Civil War marker unveiled at Old Virtue Mill site

Pedestrians passing along the Virtue Road Greenway at the old Virtue Mill site will see a new addition to the greenway: a Civil War interpretive sign.

“We care about history in Farragut,” Farragut Mayor Ron Williams said during an unveiling of the sign on Veterans Day, Monday, Nov. 11, at the Virtue Road entrance to the greenway. “You can tell from the historic markers at Founders Park and Mayor Ralph McGill Plaza and the Farragut Museum.”

Funded by a grant from the Knoxville Civil War Roundtable, the sign marks the spot where “the 17th Michigan Volunteer Regiment took a stand against Confederate forces on Nov. 16, 1863, as part of the Battle of Campbell Station,” Parks and Recreation director Ron Oestreich said.

“On behalf of the Knoxville Civil War Roundtable board of directors and myself, we are very pleased to have a part in this dedication today,” Roundtable president Tammie McCarroll Burroughs said. “Many thanks to director Tim Vane for his work in making sure that the Dot Kelley Grant is distributed and put to good use.

“Dot would be proud for this today, and we’re proud we get to see this through,” she added.

East Tennessee historian Gerald Augustus, who researched the Battle of Campbell Station, related the events leading to the skirmish between Union and Confederate officers on that snowy day in November 1863, when the 17th Michigan Volunteer Regiment was overtaken at the mill while heading toward Knoxville.

“Think about that — right here — not some way off place,” Augustus said.

After contemplating for years, “I finally figured out why they came on this side of the creek instead of the other,” he said. “It’s that mill. Several of the men get into that mill that offers a little bit of protection.

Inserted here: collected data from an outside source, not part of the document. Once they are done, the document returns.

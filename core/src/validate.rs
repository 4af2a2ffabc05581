//! Construction-time schema validation.
//!
//! Rejects structurally invalid schemas before any argument is read:
//! malformed names, defaults that do not match their kind, alias collisions
//! (including the implicit `no-<name>` flag of every boolean option) and
//! positional sequences that cannot be parsed unambiguously. The first
//! violation found is returned; errors are never aggregated.
//!
//! # Examples
//!
//! ```
//! use argweave_core::*;
//!
//! let ok = OptionsSchema::new().with("verbose", OptionDef::boolean().with_alias("v"));
//! assert!(validate_options(&ok).is_ok());
//!
//! // `no-verbose` is reserved by the boolean `verbose`.
//! let bad = ok.clone().with("quiet", OptionDef::boolean().with_alias("no-verbose"));
//! let err = validate_options(&bad).unwrap_err();
//! assert_eq!(err.path, "options.quiet.aliases[0]");
//! ```

use std::collections::{HashMap, HashSet};

use thiserror::Error;

use crate::{
    CliSchema, CommandSchema, DefaultHandler, ItemKind, OptionDef, OptionKind, OptionsSchema,
    PositionalDef, PositionalKind, PositionalsSchema, Value,
};

/// A schema violation and where it was found.
///
/// `path` uses dot/bracket notation rooted at the CLI schema, e.g.
/// `options.verbose.aliases[0]` or `commands.test.positionals[1]`.
#[derive(Debug, Clone, PartialEq, Eq, Error)]
#[error("{path}: {kind}")]
pub struct ValidationError {
    pub path: String,
    pub kind: ValidationErrorKind,
}

impl ValidationError {
    pub fn new(path: impl Into<String>, kind: ValidationErrorKind) -> Self {
        Self {
            path: path.into(),
            kind,
        }
    }
}

/// The specific structural problem behind a [`ValidationError`].
#[derive(Debug, Clone, PartialEq, Eq, Error)]
pub enum ValidationErrorKind {
    #[error("cli name cannot be empty")]
    EmptyCliName,
    /// Option or command names must be non-empty, dash-free, whitespace-free tokens.
    #[error("invalid name: {0:?}")]
    InvalidName(String),
    #[error("invalid alias: {0:?}")]
    InvalidAlias(String),
    #[error("choices cannot be empty")]
    EmptyChoices,
    #[error("duplicate choice: {0}")]
    DuplicateChoice(String),
    #[error("choices are not allowed on number items")]
    ChoicesOnNumberItems,
    #[error("enum items require choices")]
    MissingChoices,
    #[error("default must be a {expected}, found {found}")]
    DefaultTypeMismatch {
        expected: &'static str,
        found: &'static str,
    },
    #[error("default {0:?} is not one of the allowed choices")]
    DefaultNotInChoices(String),
    #[error("{spelling:?} is already used by option {owner}")]
    AliasConflict { spelling: String, owner: String },
    #[error("implicit negation flag {negation:?} collides with option {owner}")]
    NegationConflict { negation: String, owner: String },
    #[error("variadic positional must be last")]
    VariadicNotLast,
    #[error("required positional cannot follow an optional positional")]
    RequiredAfterOptional,
    #[error("top-level positionals are not allowed when commands are defined; declare them per command")]
    PositionalsWithCommands,
    #[error("top-level handler is not allowed when commands are defined; use a default handler")]
    HandlerWithCommands,
    #[error("default handler requires commands")]
    DefaultHandlerWithoutCommands,
    #[error("default command {0:?} is not a registered command")]
    UnknownDefaultCommand(String),
    #[error("duplicate command name or alias: {0}")]
    DuplicateCommand(String),
    #[error("alias given for unregistered command {0:?}")]
    UnknownAliasTarget(String),
}

/// Validates a complete CLI schema.
///
/// Checks, in order: the CLI name, global options (kind rules, then alias
/// uniqueness), top-level positionals, and for command-based CLIs every
/// command with the global alias namespace seeded in. Top-level positionals
/// and handlers are rejected when commands exist.
///
/// # Examples
///
/// ```
/// use argweave_core::*;
///
/// let mut cli = CliSchema::new("tool");
/// cli.options.insert("verbose", OptionDef::boolean().with_alias("v"));
/// cli.commands.insert(
///     "test".into(),
///     CommandSchema::new("Run tests").with_option("version", OptionDef::boolean().with_alias("v")),
/// );
///
/// let err = validate_cli(&cli).unwrap_err();
/// assert_eq!(err.path, "commands.test.options.version.aliases[0]");
/// ```
pub fn validate_cli(cli: &CliSchema) -> Result<(), ValidationError> {
    if cli.name.trim().is_empty() {
        return Err(ValidationError::new("name", ValidationErrorKind::EmptyCliName));
    }

    let globals = check_options("options", &cli.options, Namespace::default())?;
    check_positionals("positionals", &cli.positionals)?;

    if !cli.has_commands() {
        if cli.default_handler.is_some() {
            return Err(ValidationError::new(
                "default_handler",
                ValidationErrorKind::DefaultHandlerWithoutCommands,
            ));
        }
        return Ok(());
    }

    if !cli.positionals.is_empty() {
        return Err(ValidationError::new(
            "positionals",
            ValidationErrorKind::PositionalsWithCommands,
        ));
    }
    if cli.has_handler {
        return Err(ValidationError::new(
            "handler",
            ValidationErrorKind::HandlerWithCommands,
        ));
    }

    check_command_names(cli)?;

    for (name, command) in &cli.commands {
        check_command(name, command, &globals)?;
    }

    if let Some(DefaultHandler::Command(target)) = &cli.default_handler {
        if cli.find_command(target).is_none() {
            return Err(ValidationError::new(
                "default_handler",
                ValidationErrorKind::UnknownDefaultCommand(target.clone()),
            ));
        }
    }

    Ok(())
}

/// Validates a standalone options schema (kind rules and alias uniqueness).
pub fn validate_options(options: &OptionsSchema) -> Result<(), ValidationError> {
    check_options("options", options, Namespace::default()).map(|_| ())
}

/// Validates a positional sequence.
///
/// # Examples
///
/// ```
/// use argweave_core::*;
///
/// let ok = vec![PositionalDef::string().required(), PositionalDef::string()];
/// assert!(validate_positionals(&ok).is_ok());
///
/// let bad = vec![PositionalDef::variadic(ItemKind::String), PositionalDef::string()];
/// assert_eq!(
///     validate_positionals(&bad).unwrap_err().kind,
///     ValidationErrorKind::VariadicNotLast,
/// );
/// ```
pub fn validate_positionals(positionals: &PositionalsSchema) -> Result<(), ValidationError> {
    check_positionals("positionals", positionals)
}

fn check_command(
    name: &str,
    command: &CommandSchema,
    globals: &Namespace,
) -> Result<(), ValidationError> {
    let prefix = format!("commands.{name}");
    check_options(&format!("{prefix}.options"), &command.options, globals.clone())?;
    check_positionals(&format!("{prefix}.positionals"), &command.positionals)
}

fn check_command_names(cli: &CliSchema) -> Result<(), ValidationError> {
    let mut seen: HashSet<&str> = HashSet::new();

    for name in cli.commands.keys() {
        if !is_valid_token(name) {
            return Err(ValidationError::new(
                format!("commands.{name}"),
                ValidationErrorKind::InvalidName(name.clone()),
            ));
        }
        seen.insert(name.as_str());
    }

    for (name, command) in &cli.commands {
        for (i, alias) in command.aliases.iter().enumerate() {
            let path = format!("commands.{name}.aliases[{i}]");
            if !is_valid_token(alias) {
                return Err(ValidationError::new(
                    path,
                    ValidationErrorKind::InvalidAlias(alias.clone()),
                ));
            }
            if !seen.insert(alias.as_str()) {
                return Err(ValidationError::new(
                    path,
                    ValidationErrorKind::DuplicateCommand(alias.clone()),
                ));
            }
        }
    }

    Ok(())
}

/// Every flag spelling in scope, mapped to the option that owns it.
#[derive(Debug, Clone, Default)]
struct Namespace {
    owners: HashMap<String, String>,
}

impl Namespace {
    /// Drops every spelling owned by `option`, used when a command-local
    /// option shadows a global one of the same name.
    fn release(&mut self, option: &str) {
        self.owners.retain(|_, owner| owner != option);
    }

    fn claim(&mut self, spelling: &str, owner: &str) -> Result<(), String> {
        match self.owners.get(spelling) {
            Some(existing) => Err(existing.clone()),
            None => {
                self.owners.insert(spelling.to_string(), owner.to_string());
                Ok(())
            }
        }
    }
}

fn check_options(
    prefix: &str,
    options: &OptionsSchema,
    mut namespace: Namespace,
) -> Result<Namespace, ValidationError> {
    for (name, def) in options.iter() {
        let path = format!("{prefix}.{name}");
        if !is_valid_token(name) {
            return Err(ValidationError::new(
                path,
                ValidationErrorKind::InvalidName(name.to_string()),
            ));
        }
        check_option_kind(&path, def)?;
    }

    for (name, _) in options.iter() {
        namespace.release(name);
    }

    for (name, _) in options.iter() {
        if let Err(owner) = namespace.claim(name, name) {
            return Err(ValidationError::new(
                format!("{prefix}.{name}"),
                ValidationErrorKind::AliasConflict {
                    spelling: name.to_string(),
                    owner,
                },
            ));
        }
    }

    for (name, def) in options.iter() {
        if def.kind != OptionKind::Boolean {
            continue;
        }
        let negation = format!("no-{name}");
        if let Err(owner) = namespace.claim(&negation, name) {
            return Err(ValidationError::new(
                format!("{prefix}.{name}"),
                ValidationErrorKind::NegationConflict { negation, owner },
            ));
        }
    }

    for (name, def) in options.iter() {
        for (i, alias) in def.aliases.iter().enumerate() {
            let path = format!("{prefix}.{name}.aliases[{i}]");
            if !is_valid_token(alias) {
                return Err(ValidationError::new(
                    path,
                    ValidationErrorKind::InvalidAlias(alias.clone()),
                ));
            }
            if let Err(owner) = namespace.claim(alias, name) {
                return Err(ValidationError::new(
                    path,
                    ValidationErrorKind::AliasConflict {
                        spelling: alias.clone(),
                        owner,
                    },
                ));
            }
        }
    }

    Ok(namespace)
}

fn check_option_kind(path: &str, def: &OptionDef) -> Result<(), ValidationError> {
    match &def.kind {
        OptionKind::String => check_default(path, def.default.as_ref(), expect_string),
        OptionKind::Boolean => check_default(path, def.default.as_ref(), expect_bool),
        OptionKind::Number => check_default(path, def.default.as_ref(), expect_number),
        OptionKind::Count => check_default(path, def.default.as_ref(), expect_count),
        OptionKind::Enum { choices } => {
            check_choices(path, choices)?;
            check_default(path, def.default.as_ref(), |v| expect_choice(v, choices))
        }
        OptionKind::Array { items, choices } => {
            check_items(path, *items, choices.as_deref())?;
            check_array_default(path, def.default.as_ref(), *items, choices.as_deref())
        }
    }
}

fn check_positionals(prefix: &str, positionals: &[PositionalDef]) -> Result<(), ValidationError> {
    let mut seen_optional = false;

    for (i, def) in positionals.iter().enumerate() {
        let path = format!("{prefix}[{i}]");
        check_positional_kind(&path, def)?;

        if def.is_variadic() && i + 1 != positionals.len() {
            return Err(ValidationError::new(path, ValidationErrorKind::VariadicNotLast));
        }
        if def.required && seen_optional && !def.is_variadic() {
            return Err(ValidationError::new(
                path,
                ValidationErrorKind::RequiredAfterOptional,
            ));
        }
        if def.is_optional() {
            seen_optional = true;
        }
    }

    Ok(())
}

fn check_positional_kind(path: &str, def: &PositionalDef) -> Result<(), ValidationError> {
    match &def.kind {
        PositionalKind::String => check_default(path, def.default.as_ref(), expect_string),
        PositionalKind::Number => check_default(path, def.default.as_ref(), expect_number),
        PositionalKind::Enum { choices } => {
            check_choices(path, choices)?;
            check_default(path, def.default.as_ref(), |v| expect_choice(v, choices))
        }
        PositionalKind::Variadic { items, choices } => {
            check_items(path, *items, choices.as_deref())?;
            check_array_default(path, def.default.as_ref(), *items, choices.as_deref())
        }
    }
}

fn check_choices(path: &str, choices: &[String]) -> Result<(), ValidationError> {
    let path = format!("{path}.choices");
    if choices.is_empty() {
        return Err(ValidationError::new(path, ValidationErrorKind::EmptyChoices));
    }
    let mut seen = HashSet::new();
    for choice in choices {
        if !seen.insert(choice.as_str()) {
            return Err(ValidationError::new(
                path,
                ValidationErrorKind::DuplicateChoice(choice.clone()),
            ));
        }
    }
    Ok(())
}
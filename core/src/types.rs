//! Schema type definitions for options, positionals and parse results.
//!
//! This module defines the data model every other layer reads: the closed
//! set of option and positional kinds, the typed [`Value`] produced by a
//! parse, and the [`ParseResult`] handed to transforms and handlers. The
//! types serialize with [`serde`] so a schema can be stored as JSON.

use std::collections::BTreeMap;

use serde::{Deserialize, Serialize};

/// A typed value produced by parsing or declared as a default.
///
/// Serialized untagged, so JSON schemas write defaults as plain scalars
/// (`"default": "world"`, `"default": 3`, `"default": ["a", "b"]`).
///
/// # Examples
///
/// ```
/// use argweave_core::Value;
///
/// let v = Value::from("world");
/// assert_eq!(v.as_str(), Some("world"));
/// assert_eq!(Value::from(3.0).as_count(), Some(3));
/// ```
#[derive(Debug, Clone, PartialEq, Serialize, Deserialize)]
#[serde(untagged)]
pub enum Value {
    Bool(bool),
    Number(f64),
    String(String),
    Array(Vec<Value>),
}

impl Value {
    /// Short name of the value's type, used in error messages.
    pub fn type_name(&self) -> &'static str {
        match self {
            Value::Bool(_) => "boolean",
            Value::Number(_) => "number",
            Value::String(_) => "string",
            Value::Array(_) => "array",
        }
    }

    pub fn as_str(&self) -> Option<&str> {
        match self {
            Value::String(s) => Some(s),
            _ => None,
        }
    }

    pub fn as_bool(&self) -> Option<bool> {
        match self {
            Value::Bool(b) => Some(*b),
            _ => None,
        }
    }

    pub fn as_number(&self) -> Option<f64> {
        match self {
            Value::Number(n) => Some(*n),
            _ => None,
        }
    }

    /// Returns the value as an occurrence count if it is a non-negative
    /// integral number.
    pub fn as_count(&self) -> Option<u64> {
        match self {
            Value::Number(n) if *n >= 0.0 && n.fract() == 0.0 => Some(*n as u64),
            _ => None,
        }
    }

    pub fn as_array(&self) -> Option<&[Value]> {
        match self {
            Value::Array(items) => Some(items),
            _ => None,
        }
    }
}

impl From<&str> for Value {
    fn from(value: &str) -> Self {
        Value::String(value.to_string())
    }
}

impl From<String> for Value {
    fn from(value: String) -> Self {
        Value::String(value)
    }
}

impl From<bool> for Value {
    fn from(value: bool) -> Self {
        Value::Bool(value)
    }
}

impl From<f64> for Value {
    fn from(value: f64) -> Self {
        Value::Number(value)
    }
}

impl<T: Into<Value>> From<Vec<T>> for Value {
    fn from(values: Vec<T>) -> Self {
        Value::Array(values.into_iter().map(Into::into).collect())
    }
}

/// Element kind of array options and variadic positionals.
#[derive(Debug, Clone, Copy, PartialEq, Eq, Serialize, Deserialize, Default)]
#[serde(rename_all = "lowercase")]
pub enum ItemKind {
    #[default]
    String,
    Number,
    /// Elements must be members of the owning definition's `choices`.
    Enum,
}

/// Kind of an option, with kind-specific data.
///
/// # Examples
///
/// ```
/// use argweave_core::{ItemKind, OptionKind};
///
/// let kind = OptionKind::Array { items: ItemKind::Number, choices: None };
/// assert!(kind.takes_value());
/// assert!(!OptionKind::Boolean.takes_value());
/// ```
#[derive(Debug, Clone, PartialEq, Eq, Serialize, Deserialize)]
#[serde(tag = "type", rename_all = "lowercase")]
pub enum OptionKind {
    String,
    Boolean,
    Number,
    Enum {
        choices: Vec<String>,
    },
    Array {
        #[serde(default)]
        items: ItemKind,
        #[serde(default, skip_serializing_if = "Option::is_none")]
        choices: Option<Vec<String>>,
    },
    Count,
}

impl OptionKind {
    /// Whether the flag consumes a value token.
    pub fn takes_value(&self) -> bool {
        !matches!(self, OptionKind::Boolean | OptionKind::Count)
    }

    /// Whether repeated occurrences accumulate instead of overwriting.
    pub fn is_repeatable(&self) -> bool {
        matches!(self, OptionKind::Array { .. } | OptionKind::Count)
    }

    /// Placeholder shown after the flag in usage text.
    pub fn placeholder(&self) -> Option<String> {
        match self {
            OptionKind::String => Some("<string>".to_string()),
            OptionKind::Number => Some("<number>".to_string()),
            OptionKind::Enum { choices } => Some(format!("<{}>", choices.join("|"))),
            OptionKind::Array { items, choices } => Some(match choices {
                Some(choices) => format!("<{}>...", choices.join("|")),
                None if *items == ItemKind::Number => "<number>...".to_string(),
                None => "<string>...".to_string(),
            }),
            OptionKind::Boolean | OptionKind::Count => None,
        }
    }
}

/// Schema for a named option (`--name value` or `--flag`).
///
/// Create one with a kind constructor and chain builder methods.
///
/// # Examples
///
/// ```
/// use argweave_core::{OptionDef, Value};
///
/// let name = OptionDef::string()
///     .with_alias("n")
///     .with_description("Who to greet")
///     .with_default("world");
/// assert_eq!(name.short_alias(), Some("n"));
/// assert_eq!(name.default, Some(Value::from("world")));
///
/// let verbose = OptionDef::boolean().with_alias("v");
/// assert!(!verbose.kind.takes_value());
/// ```
#[derive(Debug, Clone, PartialEq, Serialize, Deserialize)]
pub struct OptionDef {
    #[serde(flatten)]
    pub kind: OptionKind,
    /// Alternate spellings without dashes (`"v"` → `-v`, `"verb"` → `--verb`).
    #[serde(default, skip_serializing_if = "Vec::is_empty")]
    pub aliases: Vec<String>,
    #[serde(default, skip_serializing_if = "Option::is_none")]
    pub description: Option<String>,
    /// Heading the option is listed under in help output.
    #[serde(default, skip_serializing_if = "Option::is_none")]
    pub group: Option<String>,
    #[serde(default, skip_serializing_if = "std::ops::Not::not")]
    pub hidden: bool,
    #[serde(default, skip_serializing_if = "std::ops::Not::not")]
    pub required: bool,
    #[serde(default, skip_serializing_if = "Option::is_none")]
    pub default: Option<Value>,
}

impl OptionDef {
    /// Creates an option of the given kind with no metadata.
    pub fn new(kind: OptionKind) -> Self {
        Self {
            kind,
            aliases: Vec::new(),
            description: None,
            group: None,
            hidden: false,
            required: false,
            default: None,
        }
    }

    pub fn string() -> Self {
        Self::new(OptionKind::String)
    }

    /// Creates a boolean option. It also answers to `--no-<name>`.
    pub fn boolean() -> Self {
        Self::new(OptionKind::Boolean)
    }

    pub fn number() -> Self {
        Self::new(OptionKind::Number)
    }

    /// Creates an option restricted to `choices`.
    pub fn enumeration<I, S>(choices: I) -> Self
    where
        I: IntoIterator<Item = S>,
        S: Into<String>,
    {
        Self::new(OptionKind::Enum {
            choices: choices.into_iter().map(Into::into).collect(),
        })
    }

    /// Creates a repeatable option collecting every occurrence.
    pub fn array(items: ItemKind) -> Self {
        Self::new(OptionKind::Array {
            items,
            choices: None,
        })
    }

    /// Creates a repeatable option whose elements must be one of `choices`.
    pub fn array_of_choices<I, S>(choices: I) -> Self
    where
        I: IntoIterator<Item = S>,
        S: Into<String>,
    {
        Self::new(OptionKind::Array {
            items: ItemKind::Enum,
            choices: Some(choices.into_iter().map(Into::into).collect()),
        })
    }

    /// Creates an option counting how often it was supplied (`-vvv`).
    pub fn count() -> Self {
        Self::new(OptionKind::Count)
    }

    pub fn with_alias(mut self, alias: &str) -> Self {
        self.aliases.push(alias.to_string());
        self
    }

    pub fn with_description(mut self, desc: &str) -> Self {
        self.description = Some(desc.to_string());
        self
    }

    pub fn in_group(mut self, group: &str) -> Self {
        self.group = Some(group.to_string());
        self
    }

    pub fn with_default(mut self, value: impl Into<Value>) -> Self {
        self.default = Some(value.into());
        self
    }

    pub fn required(mut self) -> Self {
        self.required = true;
        self
    }

    pub fn hidden(mut self) -> Self {
        self.hidden = true;
        self
    }

    /// Returns the first single-character alias, used as the short form.
    pub fn short_alias(&self) -> Option<&str> {
        self.aliases
            .iter()
            .map(String::as_str)
            .find(|alias| alias.chars().count() == 1)
    }
}

/// Kind of a positional argument.
#[derive(Debug, Clone, PartialEq, Eq, Serialize, Deserialize)]
#[serde(tag = "type", rename_all = "lowercase")]
pub enum PositionalKind {
    String,
    Number,
    Enum {
        choices: Vec<String>,
    },
    /// Consumes every remaining positional token. Must be last.
    Variadic {
        #[serde(default)]
        items: ItemKind,
        #[serde(default, skip_serializing_if = "Option::is_none")]
        choices: Option<Vec<String>>,
    },
}

/// Schema for a positional argument.
///
/// # Examples
///
/// ```
/// use argweave_core::{ItemKind, PositionalDef};
///
/// let file = PositionalDef::string().named("file").required();
/// assert!(file.required);
/// assert!(!file.is_optional());
///
/// let rest = PositionalDef::variadic(ItemKind::String).named("files");
/// assert!(rest.is_variadic());
/// ```
#[derive(Debug, Clone, PartialEq, Serialize, Deserialize)]
pub struct PositionalDef {
    #[serde(flatten)]
    pub kind: PositionalKind,
    /// Display name used in usage text and error messages.
    #[serde(default, skip_serializing_if = "Option::is_none")]
    pub name: Option<String>,
    #[serde(default, skip_serializing_if = "Option::is_none")]
    pub description: Option<String>,
    #[serde(default, skip_serializing_if = "Option::is_none")]
    pub group: Option<String>,
    #[serde(default, skip_serializing_if = "std::ops::Not::not")]
    pub hidden: bool,
    #[serde(default, skip_serializing_if = "std::ops::Not::not")]
    pub required: bool,
    #[serde(default, skip_serializing_if = "Option::is_none")]
    pub default: Option<Value>,
}

impl PositionalDef {
    pub fn new(kind: PositionalKind) -> Self {
        Self {
            kind,
            name: None,
            description: None,
            group: None,
            hidden: false,
            required: false,
            default: None,
        }
    }

    pub fn string() -> Self {
        Self::new(PositionalKind::String)
    }

    pub fn number() -> Self {
        Self::new(PositionalKind::Number)
    }

    pub fn enumeration<I, S>(choices: I) -> Self
    where
        I: IntoIterator<Item = S>,
        S: Into<String>,
    {
        Self::new(PositionalKind::Enum {
            choices: choices.into_iter().map(Into::into).collect(),
        })
    }

    pub fn variadic(items: ItemKind) -> Self {
        Self::new(PositionalKind::Variadic {
            items,
            choices: None,
        })
    }

    pub fn named(mut self, name: &str) -> Self {
        self.name = Some(name.to_string());
        self
    }

    pub fn with_description(mut self, desc: &str) -> Self {
        self.description = Some(desc.to_string());
        self
    }

    pub fn with_default(mut self, value: impl Into<Value>) -> Self {
        self.default = Some(value.into());
        self
    }

    pub fn required(mut self) -> Self {
        self.required = true;
        self
    }

    pub fn hidden(mut self) -> Self {
        self.hidden = true;
        self
    }

    pub fn is_variadic(&self) -> bool {
        matches!(self.kind, PositionalKind::Variadic { .. })
    }

    /// An optional positional has neither `required` nor a default.
    pub fn is_optional(&self) -> bool {
        !self.required && self.default.is_none()
    }

    /// Name for messages: the declared name, else `arg<N>` (1-based).
    pub fn display_name(&self, index: usize) -> String {
        match &self.name {
            Some(name) => name.clone(),
            None => format!("arg{}", index + 1),
        }
    }
}

/// Ordered positional schema. Sequence rules are checked by
/// [`validate_positionals`](crate::validate_positionals).
pub type PositionalsSchema = Vec<PositionalDef>;

/// Mapping from canonical option name to its definition.
///
/// Names are unique by construction. Iteration is ordered by name.
///
/// # Examples
///
/// ```
/// use argweave_core::{OptionDef, OptionsSchema};
///
/// let schema = OptionsSchema::new()
///     .with("verbose", OptionDef::boolean().with_alias("v"))
///     .with("name", OptionDef::string());
/// assert_eq!(schema.len(), 2);
/// assert_eq!(schema.find_by_alias("v").map(|(name, _)| name), Some("verbose"));
/// ```
#[derive(Debug, Clone, Default, PartialEq, Serialize, Deserialize)]
#[serde(transparent)]
pub struct OptionsSchema(BTreeMap<String, OptionDef>);

impl OptionsSchema {
    pub fn new() -> Self {
        Self::default()
    }

    /// Adds (or replaces) an option.
    pub fn with(mut self, name: &str, def: OptionDef) -> Self {
        self.insert(name, def);
        self
    }

    /// Inserts an option, returning the definition it replaced.
    pub fn insert(&mut self, name: &str, def: OptionDef) -> Option<OptionDef> {
        self.0.insert(name.to_string(), def)
    }

    pub fn get(&self, name: &str) -> Option<&OptionDef> {
        self.0.get(name)
    }

    pub fn contains(&self, name: &str) -> bool {
        self.0.contains_key(name)
    }

    /// Finds an option by canonical name or explicit alias.
    pub fn find_by_alias(&self, spelling: &str) -> Option<(&str, &OptionDef)> {
        self.iter()
            .find(|(name, def)| *name == spelling || def.aliases.iter().any(|a| a == spelling))
    }

    pub fn iter(&self) -> impl Iterator<Item = (&str, &OptionDef)> {
        self.0.iter().map(|(name, def)| (name.as_str(), def))
    }

    pub fn len(&self) -> usize {
        self.0.len()
    }

    pub fn is_empty(&self) -> bool {
        self.0.is_empty()
    }
}

impl FromIterator<(String, OptionDef)> for OptionsSchema {
    fn from_iter<I: IntoIterator<Item = (String, OptionDef)>>(iter: I) -> Self {
        Self(iter.into_iter().collect())
    }
}

/// Outcome of a parse: the resolved command, option values and positionals.
///
/// A key missing from `values` or a `None` positional slot means the input
/// was absent and had no default.
///
/// # Examples
///
/// ```
/// use argweave_core::{ParseResult, Value};
///
/// let mut result = ParseResult::default();
/// result.values.insert("name".into(), Value::from("x"));
/// assert_eq!(result.value("name").and_then(Value::as_str), Some("x"));
/// assert!(result.value("missing").is_none());
/// ```
#[derive(Debug, Clone, Default, PartialEq, Serialize, Deserialize)]
pub struct ParseResult {
    pub command: Option<String>,
    pub values: BTreeMap<String, Value>,
    pub positionals: Vec<Option<Value>>,
}

impl ParseResult {
    pub fn value(&self, name: &str) -> Option<&Value> {
        self.values.get(name)
    }

    pub fn positional(&self, index: usize) -> Option<&Value> {
        self.positionals.get(index).and_then(Option::as_ref)
    }
}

“As the Confederates came over the hill into the 17th Michigan infantry, almost immediately the Confederates start spreading out and coming around on both sides,” Augustus related. “Pretty soon the 17th Michigan is being fired on (from three directions) but had no causalities up to that point.”

Finally, Lt. Col. Loren Comstock ordered his men to “orderly retreat” across the creek, but the men panicked and start racing up the hill.

Sgt. Joseph Brandle grabbed the American flag and started waving the flag to get the men to form, but is shot in the right eye and was ordered back. Comstock hands the flag to Cpl. Franklin Knight, also of the honor guard, but he was immediately killed.

Then, the acting major of the regiment, Frederick Swift, grabs the flag, waves it and “yells for the men to stop and they do,” Augustus related.

Meanwhile, the rest of the brigade got into position up the hill and started firing cannonballs at Confederate troops, giving “the 17th Michigan time to slowly get back up the hill.”

Brandle and Swift each won a Medal of Honor for their bravery.

“This, believe it or not, is the hardest fighting of the battle, and the statistics show it,” Augustus said.